Three students from Hall High School in West Hartford have secured positions with the NAfME National Honors Sets.
By Ronni Newton
The high quality of West Hartford Public School music programs is hardly a secret, and students regularly receive high-level recognition for their abilities, but the achievement level of three Hall High School students this year is extraordinary.
Through a rigorous and lengthy audition process, the National Association for Music Education (NAfME) annually selects several hundred talented high school students from across the country for its National Honor Groups.
Three of the 542 students selected for the 2020 All-National Honors Ensembles are from West Hartford’s Hall High School. Two Hall students, Amelia Caruk and Amruth Niranjan, have been nominated to the All-National Concert Band, and they are among only four from Connecticut who were selected to participate.
Isabelle Anis is one of only two Connecticut students selected for the All National Symphony Orchestra this year.
âSelected to perform in the 2020 All-National Honor Ensembles, 542 of America’s most talented high school musicians. With the help of their teachers and music directors, these exceptional students have prepared stimulating music which they will perform under the direction of eminent conductors at this annual event, âthe event program reads. of this year, which took place virtually.
âI have been playing the violin since I was 4 years old. It’s a big part of my life, âsaid Anis, a junior at Hall.
Anis participates in the I Giovani Solisti program honors West Hartford Public School Chamber Orchestras and has also participated in music programs in Germany. In order to earn its place in the National Symphony Orchestra, it first had to gain regional and then national recognition.
Caruk, a junior at Hall, started playing the French horn in fourth grade, when students at West Hartford Primary School are invited to participate in the instrumental music program. It was an instrument she already knew.

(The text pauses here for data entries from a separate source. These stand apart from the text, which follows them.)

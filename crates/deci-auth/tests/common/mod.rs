//! Shared fixture: the engine wired to `deci-auth-memory`.

#![allow(dead_code)]

use std::sync::Arc;
use std::time::Duration as StdDuration;

use deci_auth::config::AuthConfig;
use deci_auth::oauth::{
    AuthenticationResult, AuthorizationConfig, AuthorizationRequest, AuthorizationService,
    ClientRegistry, UserInfo,
};
use deci_auth::token::{ClaimsAssembler, KeyManager, TokenConfig, TokenIssuer};
use deci_auth::types::Client;
use deci_auth_memory::MemoryStorage;
use time::OffsetDateTime;
use uuid::Uuid;

pub const ACME_CB: &str = "https://acme.example/cb";
pub const SPA_CB: &str = "http://127.0.0.1:5555/callback";

pub struct Provider {
    pub config: AuthConfig,
    pub storage: Arc<MemoryStorage>,
    pub clients: ClientRegistry,
    pub authorization: AuthorizationService,
    pub issuer: TokenIssuer,
}

pub fn config() -> AuthConfig {
    let mut config = AuthConfig::default();
    config.issuer = "https://id.example.com".to_string();
    config.storage.operation_timeout = StdDuration::from_secs(2);
    config
}

pub fn acme() -> Client {
    Client::new(
        "acme",
        Some("acme-secret".to_string()),
        "Acme",
        vec![ACME_CB.to_string()],
    )
}

pub fn spa() -> Client {
    Client::new("spa", None, "Single-page app", vec![SPA_CB.to_string()])
}

impl Provider {
    pub fn new() -> Self {
        Self::with_config(config())
    }

    pub fn with_config(config: AuthConfig) -> Self {
        let storage = Arc::new(MemoryStorage::with_clients([acme(), spa()]));
        let clients = ClientRegistry::new(storage.clone(), config.storage.operation_timeout);
        let keys = Arc::new(KeyManager::new(&config, OffsetDateTime::now_utc()).unwrap());

        let authorization = AuthorizationService::new(
            clients.clone(),
            storage.clone(),
            storage.clone(),
            AuthorizationConfig::from_auth_config(&config).unwrap(),
        );
        let issuer = TokenIssuer::new(
            keys,
            ClaimsAssembler::new(config.oauth.supported_scopes.clone()),
            storage.clone(),
            storage.clone(),
            storage.clone(),
            TokenConfig::from_auth_config(&config).unwrap(),
        );

        Self {
            config,
            storage,
            clients,
            authorization,
            issuer,
        }
    }

    /// Starts a request for acme and completes it as alice.
    /// Returns the request id and the issued code.
    pub async fn authorize_acme(
        &self,
        scope: &str,
        granted: &[&str],
        now: OffsetDateTime,
    ) -> (Uuid, String) {
        let request = self
            .authorization
            .start(&acme_request(scope), now)
            .await
            .unwrap();
        let redirect = self
            .authorization
            .complete_authentication(alice(request.id, granted, now), now)
            .await
            .unwrap();
        (request.id, query_param(&redirect, "code").unwrap())
    }
}

pub fn acme_request(scope: &str) -> AuthorizationRequest {
    AuthorizationRequest {
        response_type: "code".to_string(),
        client_id: "acme".to_string(),
        redirect_uri: ACME_CB.to_string(),
        scope: scope.to_string(),
        state: Some("xyz".to_string()),
        nonce: Some("n-0S6_WzA2Mj".to_string()),
        ..Default::default()
    }
}

pub fn alice(request_id: Uuid, granted: &[&str], now: OffsetDateTime) -> AuthenticationResult {
    AuthenticationResult {
        request_id,
        subject: "alice".to_string(),
        granted_scopes: granted.iter().map(|s| s.to_string()).collect(),
        authenticated_at: now,
        user_info: UserInfo {
            name: Some("Alice Liddell".to_string()),
            email: Some("alice@example.com".to_string()),
            email_verified: Some(true),
            ..Default::default()
        },
    }
}

pub fn query_param(url: &str, name: &str) -> Option<String> {
    url::Url::parse(url)
        .ok()?
        .query_pairs()
        .find(|(k, _)| k == name)
        .map(|(_, v)| v.into_owned())
}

âMy dad plays the French horn,â she said, and that was really the only option her music teacher at Bugbee Elementary School let her consider. âI loved it since I was little. I loved the sound, but being stubborn I didn’t say it [my dad]. “
Finally, around eighth grade, she admitted to her father – who plays professionally and also works as a lab technician – how much she loved the French horn.
Niranjan, now a senior, started playing trombone in grade four at Norfeldt Elementary School.
âI just thought it was a cool mix of playing low and sounding like a trumpet,â he said of how he chose the instrument.
Although Niranjan is part of the All-National Concert Band, his favorite genre is jazz, and he participates in Hall’s Pops’ n Jazz, which will be recorded for YouTube this year rather than performed live.
Due to COVID-19, the entire NAfME program has gone virtual – the audition part as well as the celebration. Rather that the members of the 2020 ensembles could come together for an in-person performance in March 2021, they recorded their parts individually and an online recording was released.
While the NAfME program includes performances by musicians, but with full educational opportunities, it is more than just a showcase.
Caruk said that despite being virtual, the experience of being in the All-National Concert Band was extremely rewarding, and she really enjoyed the master classes and workshops. This year’s program was supposed to take place in Palm Springs, and she hopes to have an opportunity in person next year when the program takes place in San Diego.
The three students plan to continue their musical studies in the future.
As a junior, Anis has yet to choose a college but said she plans to double major in chemistry and music.
âI really want to see how far I can go with the music,â Caruk said. She plans to apply to music schools next year and hopes to make it her career.
Niranjan said he plans to study math and physics at university, but really wants music to be a part of his life.
Each national ensemble’s performances were posted earlier this month and can be watched below on YouTube. The full program book is available here.